* **TASK STATEMENT**
Look for "else" in every line of the listing. Copy the lines that have it.

* **DATA SHOWN**
use maneuver_core::traits::Validate;
use maneuver_core::{ManeuverError, Result};
use serde::{Deserialize, Serialize};

use crate::{DAffine2, DVec2, Point, Vector2};

/// Parameters of a maneuver transform, applied in order:
/// horizontal flip, vertical flip, uniform scale, rotation, translation.
#[derive(Debug, Clone, Copy, PartialEq, Serialize, Deserialize)]
#[serde(default)]
pub struct TransformParams {
    pub scale: f64,
    /// Rotation in radians, counter-clockwise
    pub rotate: f64,
    pub translate: Vector2,
    /// Negate x before scaling
    pub flip_h: bool,
    /// Negate y before scaling
    pub flip_v: bool,
}

impl TransformParams {
    pub fn new(scale: f64, rotate: f64, translate: Vector2) -> Self {
        Self {
            scale,
            rotate,
            translate,
            flip_h: false,
            flip_v: false,
        }
    }

    pub fn with_flips(mut self, flip_h: bool, flip_v: bool) -> Self {
        self.flip_h = flip_h;
        self.flip_v = flip_v;
        self
    }
}

impl Default for TransformParams {
    fn default() -> Self {
        Self::new(1.0, 0.0, DVec2::ZERO)
    }
}

impl Validate for TransformParams {
    fn validate(&self) -> Result<()> {
        if !self.scale.is_finite() || !self.rotate.is_finite() {
            return Err(ManeuverError::Geometry(format!(
                "transform scale and rotation must be finite, got scale={} rotate={}",
                self.scale, self.rotate
            )));
        }
        if !self.translate.is_finite() {
            return Err(ManeuverError::Geometry(format!(
                "transform translation must be finite, got {}",
                self.translate
            )));
        }
        Ok(())
    }
}

/// 2-D affine transform (flip + uniform scale + rotation + translation).
#[derive(Debug, Clone, Copy, Serialize, Deserialize)]
pub struct Transform2 {
    pub matrix: [f64; 6],
}

impl Transform2 {
    /// Compose the transform described by `params`.
    ///
    /// Flips fold into the sign of the per-axis scale, which is applied
    /// before the rotation.
    pub fn from_params(params: &TransformParams) -> Self {
        let sx = if params.flip_h { -params.scale } else { params.scale };
        let sy = if params.flip_v { -params.scale } else { params.scale };
        Self::from_affine(DAffine2::from_scale_angle_translation(
            DVec2::new(sx, sy),
            params.rotate,
            params.translate,
        ))
    }

    pub fn from_affine(a: DAffine2) -> Self {
        Self {
            matrix: a.to_cols_array(),
        }
    }

    pub fn to_affine(&self) -> DAffine2 {
        DAffine2::from_cols_array(&self.matrix)
    }

    pub fn transform_point(&self, p: Point) -> Point {
        self.to_affine().transform_point2(p)
    }
}

#[cfg(test)]
mod tests {
    use super::*;
    use glam::dvec2;
    use std::f64::consts::FRAC_PI_2;

    #[test]
    fn test_default_params_are_identity() {
        let t = Transform2::from_params(&TransformParams::default());
        let p = dvec2(-3.0, 7.5);
        assert!((t.transform_point(p) - p).length() < 1e-10);
    }

    #[test]
    fn test_scale_rotate_translate_order() {
        // (1, 0) -> scale 2 -> (2, 0) -> rotate 90deg -> (0, 2) -> translate -> (10, 12)
        let params = TransformParams::new(2.0, FRAC_PI_2, dvec2(10.0, 10.0));
        let t = Transform2::from_params(&params);
        let result = t.transform_point(dvec2(1.0, 0.0));
        assert!((result - dvec2(10.0, 12.0)).length() < 1e-10);
    }

    #[test]
    fn test_flips_apply_before_rotation() {
        // flip_h: (1, 0) -> (-1, 0); rotate 90deg -> (0, -1)
        let params = TransformParams::new(1.0, FRAC_PI_2, DVec2::ZERO).with_flips(true, false);
        let result = Transform2::from_params(&params).transform_point(dvec2(1.0, 0.0));
        assert!((result - dvec2(0.0, -1.0)).length() < 1e-10);

        let params = TransformParams::default().with_flips(true, true);
        let result = Transform2::from_params(&params).transform_point(dvec2(2.0, 3.0));
        assert!((result - dvec2(-2.0, -3.0)).length() < 1e-10);
    }

    #[test]
    fn test_validate_rejects_non_finite() {
        let mut params = TransformParams::default();
        assert!(params.validate().is_ok());
        params.scale = f64::NAN;
        assert!(params.validate().is_err());
        params.scale = 1.0;
        params.translate = dvec2(f64::INFINITY, 0.0);
        assert!(params.validate().is_err());
    }

    #[test]
    fn test_params_deserialize_with_defaults() {
        let params: TransformParams =
            serde_json::from_str(r#"{"scale": 0.5, "flip_v": true}"#).unwrap();
        assert_eq!(params.scale, 0.5);
        assert_eq!(params.rotate, 0.0);
        assert!(params.flip_v);
        assert!(!params.flip_h);
    }
}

* **RESPONSE TO THIS EXERCISE**
        let sx = if params.flip_h { -params.scale } else { params.scale };
        let sy = if params.flip_v { -params.scale } else { params.scale };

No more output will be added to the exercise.